_YOUR ASSIGNMENT_:
Repeat nothing but the lines below running from the one containing "pub fn replace_operations(&mut" to the one containing "pub fn disable(&mut". Keep both end lines.

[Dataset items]

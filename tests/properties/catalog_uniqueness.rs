//! Property tests for per-client full-name uniqueness.
//!
//! Random sequences of registrations and refreshes run against an in-memory
//! store; whatever is accepted, the client never owns one full name twice.

use std::collections::HashMap;
use std::sync::{Arc, Mutex};

use proptest::prelude::*;

use descsync::domain::ports::{DescriptionReader, DescriptionValidator, ParsedOperation, ReadError, ValidationError};
use descsync::infrastructure::InMemoryClientRepository;
use descsync::{Client, ClientId, DescriptionId, ServiceDescriptionUseCase};

#[derive(Default)]
struct MapReader {
    sources: Mutex<HashMap<String, Vec<ParsedOperation>>>,
}

impl DescriptionReader for MapReader {
    fn read(&self, locator: &str) -> Result<Vec<ParsedOperation>, ReadError> {
        self.sources
            .lock()
            .unwrap()
            .get(locator)
            .cloned()
            .ok_or_else(|| ReadError::Unreachable {
                message: locator.to_string(),
            })
    }
}

struct Silent;

impl DescriptionValidator for Silent {
    fn validate(&self, _locator: &str) -> Result<Vec<String>, ValidationError> {
        Ok(Vec::new())
    }
}

#[derive(Debug, Clone)]
enum Step {
    Register { source: usize, codes: Vec<String> },
    Refresh { target: u64, codes: Vec<String> },
}

fn codes() -> impl Strategy<Value = Vec<String>> {
    proptest::collection::vec("[a-eA-E]", 1..=3)
}

fn step() -> impl Strategy<Value = Step> {
    prop_oneof![
        (0usize..4, codes()).prop_map(|(source, codes)| Step::Register { source, codes }),
        (1u64..5, codes()).prop_map(|(target, codes)| Step::Refresh { target, codes }),
    ]
}

fn parsed(codes: &[String]) -> Vec<ParsedOperation> {
    codes
        .iter()
        .map(|code| ParsedOperation {
            code: code.clone(),
            version: Some("v1".to_string()),
            title: None,
            url: "http://backend".to_string(),
        })
        .collect()
}

proptest! {
    #![proptest_config(ProptestConfig {
        cases: 64,
        .. ProptestConfig::default()
    })]

    /// PROPERTY: After any accepted commit, no two operations of the client
    /// share a full name.
    #[test]
    fn property_commits_keep_full_names_unique(steps in proptest::collection::vec(step(), 1..12)) {
        let client_id = ClientId::member("EE", "GOV", "1");
        let repository = Arc::new(InMemoryClientRepository::with_clients([Client::new(client_id.clone())]));
        let reader = Arc::new(MapReader::default());
        let use_case = ServiceDescriptionUseCase::new(repository.clone(), reader.clone(), Arc::new(Silent));

        for step in steps {
            match step {
                Step::Register { source, codes } => {
                    let url = format!("http://x/{}.wsdl", source);
                    reader.sources.lock().unwrap().insert(url.clone(), parsed(&codes));
                    let _ = use_case.add_wsdl_description(&client_id, &url, true);
                }
                Step::Refresh { target, codes } => {
                    if let Ok(description) = use_case.get_description(DescriptionId(target)) {
                        reader.sources.lock().unwrap().insert(description.url.clone(), parsed(&codes));
                        let _ = use_case.refresh_description(DescriptionId(target), true);
                    }
                }
            }

            let client = descsync::domain::ports::ClientRepository::load_client(repository.as_ref(), &client_id)
                .unwrap()
                .unwrap();
            prop_assert!(client.has_unique_full_names());
        }
    }
}
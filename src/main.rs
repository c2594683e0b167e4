//! descsync CLI - service description synchronization
//!
//! Usage: descsync <COMMAND>
//!
//! Commands:
//!   client   Create or list clients
//!   list     Show a client's service descriptions
//!   add      Register a WSDL service description
//!   update   Point a description at a new source
//!   refresh  Re-read a description's source
//!   delete   Delete a description
//!   enable   Enable descriptions
//!   disable  Disable descriptions

use std::process::ExitCode;

use anyhow::Result;
use clap::Parser;

use descsync::presentation::{self, Cli};

fn main() -> Result<ExitCode> {
    let cli = Cli::parse();
    presentation::run(cli)
}
//! Acknowledgeable warnings.

use serde::{Deserialize, Serialize};

/// Validator reported structural findings for the source.
pub const WARNING_WSDL_VALIDATION_WARNINGS: &str = "clients.wsdl_validation_warnings";
/// The new source declares operations the description does not have yet.
pub const WARNING_ADDING_SERVICES: &str = "clients.adding_services";
/// The new source no longer declares some of the description's operations.
pub const WARNING_DELETING_SERVICES: &str = "clients.deleting_services";

/// A non-fatal finding the caller may acknowledge by resubmitting with
/// `ignore_warnings`.
#[derive(Debug, Clone, PartialEq, Eq, Serialize, Deserialize)]
pub struct Warning {
    pub code: String,
    #[serde(default)]
    pub metadata: Vec<String>,
}

impl Warning {
    pub fn new(code: impl Into<String>, metadata: Vec<String>) -> Self {
        Self {
            code: code.into(),
            metadata,
        }
    }

    pub fn validation(messages: Vec<String>) -> Self {
        Self::new(WARNING_WSDL_VALIDATION_WARNINGS, messages)
    }
}
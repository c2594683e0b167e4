//! Presentation Layer
//!
//! This layer handles:
//! - CLI argument parsing (via clap)
//! - Creating the use case with infrastructure dependencies
//! - Output formatting (text/JSON)
//!
//! ## Structure
//!
//! - `cli` - Argument definitions
//! - `factory` - Wires the use case to the TOML store and JSON catalogs
//! - `commands` - Subcommand handlers
//! - `output` - Output rendering

pub mod cli;
pub mod commands;
pub mod factory;
pub mod output;

pub use cli::{Cli, ClientCommands, Commands};
pub use commands::run;
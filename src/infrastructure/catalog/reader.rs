//! Catalog reader

use tracing::debug;

use super::load_catalog;
use crate::domain::ports::{DescriptionReader, ParsedOperation, ReadError};

/// Reads operations from a local JSON catalog.
#[derive(Debug, Default, Clone, Copy)]
pub struct JsonCatalogReader;

impl JsonCatalogReader {
    pub fn new() -> Self {
        Self
    }
}

impl DescriptionReader for JsonCatalogReader {
    fn read(&self, locator: &str) -> Result<Vec<ParsedOperation>, ReadError> {
        let document = load_catalog(locator)?;
        debug!(locator, services = document.services.len(), "catalog read");

        Ok(document
            .services
            .into_iter()
            .map(|entry| ParsedOperation {
                code: entry.code,
                version: entry.version.filter(|v| !v.is_empty()),
                title: entry.title,
                url: entry.url,
            })
            .collect())
    }
}
//! Scenario: a provider publishes a new catalog and the operator moves the
//! description over, acknowledging the change warnings.

use std::fs;

use crate::common::*;

#[test]
fn update_requires_acknowledging_added_and_removed_services() {
    let env = TestEnv::new();
    let v1 = env.write_catalog("users-v1.json", USERS_V1);
    let v2 = env.write_catalog("users-v2.json", USERS_V2);
    env.run(&["client", "add", CLIENT]);
    env.run(&["add", CLIENT, &v1]);

    let refused = env.run(&["update", "1", &v2]);
    assert_eq!(refused.exit_code, 1, "{}", refused.combined_output());
    assert!(refused.stderr.contains("clients.warnings_detected"));
    assert!(refused.stderr.contains("clients.adding_services: deleteUser.v1"));
    assert!(refused.stderr.contains("clients.deleting_services: listUsers.v1"));

    let unchanged = env.run(&["list", CLIENT, "--json"]).json();
    assert_eq!(unchanged["descriptions"][0]["url"], v1.as_str());

    let accepted = env.run(&["update", "1", &v2, "--ignore-warnings"]);
    assert!(accepted.success, "{}", accepted.combined_output());
    assert!(accepted.stdout.contains("+ deleteUser.v1"));
    assert!(accepted.stdout.contains("- listUsers.v1"));

    let listed = env.run(&["list", CLIENT, "--json"]).json();
    let names: Vec<&str> = listed["descriptions"][0]["services"]
        .as_array()
        .unwrap()
        .iter()
        .map(|s| s["full_name"].as_str().unwrap())
        .collect();
    assert_eq!(names, vec!["getUser.v1", "deleteUser.v1"]);
    assert_eq!(listed["descriptions"][0]["url"], v2.as_str());
}

#[test]
fn refresh_picks_up_edited_catalog() {
    let env = TestEnv::new();
    let url = env.write_catalog("users.json", USERS_V1);
    env.run(&["client", "add", CLIENT]);
    env.run(&["add", CLIENT, &url]);

    let unchanged = env.run(&["refresh", "1", "--json"]);
    assert!(unchanged.success, "{}", unchanged.combined_output());
    assert_eq!(unchanged.json()["added"], serde_json::json!([]));

    fs::write(env.path("catalogs/users.json"), USERS_V2).unwrap();
    let refused = env.run(&["refresh", "1", "--json"]);
    assert_eq!(refused.exit_code, 1);
    assert_eq!(refused.json()["error"]["code"], "clients.warnings_detected");

    let accepted = env.run(&["refresh", "1", "--ignore-warnings", "--json"]);
    assert!(accepted.success, "{}", accepted.combined_output());
    assert_eq!(accepted.json()["removed"], serde_json::json!(["listUsers.v1"]));
}

#[test]
fn deleted_description_frees_its_services() {
    let env = TestEnv::new();
    let users = env.write_catalog("users.json", USERS_V1);
    let legacy = env.write_catalog("legacy.json", COLLIDING);
    env.run(&["client", "add", CLIENT]);
    env.run(&["add", CLIENT, &users]);

    let deleted = env.run(&["delete", "1"]);
    assert!(deleted.success, "{}", deleted.combined_output());

    let added = env.run(&["add", CLIENT, &legacy]);
    assert!(added.success, "{}", added.combined_output());
    assert!(added.stdout.contains("registered service description 2"));
}
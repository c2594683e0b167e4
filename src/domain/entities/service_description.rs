//! Service description entity
//!
//! A catalog entry pointing at one external operation source. Owned by
//! exactly one client; the owner is recorded by id only.

use chrono::{DateTime, Utc};

use crate::domain::value_objects::{same_source, ClientId, DescriptionId, SourceKind};

use super::Operation;

/// Notice attached to newly registered descriptions, which start disabled.
pub const DEFAULT_DISABLED_NOTICE: &str = "Out of order";

#[derive(Debug, Clone, PartialEq)]
pub struct ServiceDescription {
    pub id: DescriptionId,
    pub client_id: ClientId,
    pub kind: SourceKind,
    pub url: String,
    pub disabled: bool,
    pub disabled_notice: Option<String>,
    pub refreshed_at: DateTime<Utc>,
    operations: Vec<Operation>,
}

impl ServiceDescription {
    /// A freshly registered WSDL description: disabled, carrying `notice`.
    pub fn new_wsdl(
        id: DescriptionId,
        client_id: ClientId,
        url: &str,
        notice: &str,
        refreshed_at: DateTime<Utc>,
        operations: Vec<Operation>,
    ) -> Self {
        Self {
            id,
            client_id,
            kind: SourceKind::Wsdl,
            url: url.to_string(),
            disabled: true,
            disabled_notice: Some(notice.to_string()),
            refreshed_at,
            operations,
        }
    }

    /// Rebuild a description from stored state.
    #[allow(clippy::too_many_arguments)]
    pub fn restore(
        id: DescriptionId,
        client_id: ClientId,
        kind: SourceKind,
        url: String,
        disabled: bool,
        disabled_notice: Option<String>,
        refreshed_at: DateTime<Utc>,
        operations: Vec<Operation>,
    ) -> Self {
        Self {
            id,
            client_id,
            kind,
            url,
            disabled,
            disabled_notice,
            refreshed_at,
            operations,
        }
    }

    pub fn operations(&self) -> &[Operation] {
        &self.operations
    }

    pub fn has_source(&self, url: &str) -> bool {
        same_source(&self.url, url)
    }

    /// Swap in a new operation list in one step and stamp the refresh time.
    pub fn replace_operations(&mut self, operations: Vec<Operation>, refreshed_at: DateTime<Utc>) {
        self.operations = operations;
        self.refreshed_at = refreshed_at;
    }

    pub fn enable(&mut self) {
        self.disabled = false;
    }

    pub fn disable(&mut self, notice: Option<&str>) {
        self.disabled = true;
        self.disabled_notice = notice.map(str::to_string);
    }
}
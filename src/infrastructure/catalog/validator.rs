//! Structural catalog validator

use std::collections::BTreeSet;

use super::load_catalog;
use crate::domain::ports::{DescriptionValidator, ValidationError};
use crate::domain::value_objects::FullName;

/// Code reported when a catalog cannot be validated at all.
pub const ERROR_VALIDATION_FAILED: &str = "clients.wsdl_validation_failed";

/// Flags catalog entries that would register but look wrong: missing titles,
/// non-HTTP invocation URLs and repeated full names.
#[derive(Debug, Default, Clone, Copy)]
pub struct StructuralValidator;

impl StructuralValidator {
    pub fn new() -> Self {
        Self
    }
}

impl DescriptionValidator for StructuralValidator {
    fn validate(&self, locator: &str) -> Result<Vec<String>, ValidationError> {
        let document = load_catalog(locator).map_err(|e| ValidationError {
            code: ERROR_VALIDATION_FAILED.to_string(),
            message: e.to_string(),
            warnings: Vec::new(),
        })?;

        let mut findings = Vec::new();
        let mut seen = BTreeSet::new();

        for entry in &document.services {
            let name = FullName::new(&entry.code, entry.version.as_deref());

            if entry.title.as_deref().map_or(true, |t| t.trim().is_empty()) {
                findings.push(format!("service '{}' has no title", name));
            }
            if !(entry.url.starts_with("http://") || entry.url.starts_with("https://")) {
                findings.push(format!(
                    "service '{}' has non-HTTP address '{}'",
                    name, entry.url
                ));
            }
            if !seen.insert(name.clone()) {
                findings.push(format!("service '{}' is declared more than once", name));
            }
        }

        Ok(findings)
    }
}
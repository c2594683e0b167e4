//! Client aggregate
//!
//! A client owns its service descriptions exclusively. The whole aggregate is
//! loaded, changed in memory and saved back as one unit.

use std::collections::HashSet;

use crate::domain::value_objects::{ClientId, DescriptionId};

use super::{Operation, ServiceDescription};

#[derive(Debug, Clone, PartialEq)]
pub struct Client {
    pub id: ClientId,
    descriptions: Vec<ServiceDescription>,
}

impl Client {
    pub fn new(id: ClientId) -> Self {
        Self {
            id,
            descriptions: Vec::new(),
        }
    }

    pub fn with_descriptions(id: ClientId, descriptions: Vec<ServiceDescription>) -> Self {
        Self { id, descriptions }
    }

    pub fn descriptions(&self) -> &[ServiceDescription] {
        &self.descriptions
    }

    pub fn description(&self, id: DescriptionId) -> Option<&ServiceDescription> {
        self.descriptions.iter().find(|d| d.id == id)
    }

    pub fn description_mut(&mut self, id: DescriptionId) -> Option<&mut ServiceDescription> {
        self.descriptions.iter_mut().find(|d| d.id == id)
    }

    pub fn add_description(&mut self, description: ServiceDescription) {
        self.descriptions.push(description);
    }

    pub fn remove_description(&mut self, id: DescriptionId) -> Option<ServiceDescription> {
        let index = self.descriptions.iter().position(|d| d.id == id)?;
        Some(self.descriptions.remove(index))
    }

    /// Whether a description other than `excluding` already uses `url`.
    pub fn has_source(&self, url: &str, excluding: Option<DescriptionId>) -> bool {
        self.descriptions
            .iter()
            .filter(|d| Some(d.id) != excluding)
            .any(|d| d.has_source(url))
    }

    /// Operations of every description accepted by `include`, paired with
    /// their owning description.
    pub fn operations_where<'a, F>(
        &'a self,
        include: F,
    ) -> impl Iterator<Item = (&'a ServiceDescription, &'a Operation)> + 'a
    where
        F: Fn(&ServiceDescription) -> bool + 'a,
    {
        self.descriptions
            .iter()
            .filter(move |d| include(*d))
            .flat_map(|d| d.operations().iter().map(move |op| (d, op)))
    }

    /// Whether no two operations across all descriptions share a full name.
    pub fn has_unique_full_names(&self) -> bool {
        let mut seen = HashSet::new();
        self.operations_where(|_| true)
            .all(|(_, op)| seen.insert(op.full_name()))
    }
}
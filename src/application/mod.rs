//! Application Layer
//!
//! Use cases that orchestrate the business flow.
//! This layer:
//! - Depends on Domain layer (entities, services, ports)
//! - Does NOT contain business rules (those are in Domain)
//! - Coordinates between Infrastructure and Domain
//!
//! ## Use Cases
//!
//! - `ServiceDescriptionUseCase` - Register, update, refresh, delete,
//!   enable and disable service descriptions

mod locks;
pub mod service_description;

pub use locks::ClientLocks;
pub use service_description::{ServiceDescriptionUseCase, SyncOptions, SyncOutcome};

_EXERCISE OUTPUT_:
    pub fn replace_operations(&mut self, operations: Vec<Operation>, refreshed_at: DateTime<Utc>) {
        self.operations = operations;
        self.refreshed_at = refreshed_at;
    }

    pub fn enable(&mut self) {
        self.disabled = false;
    }

    pub fn disable(&mut self, notice: Option<&str>) {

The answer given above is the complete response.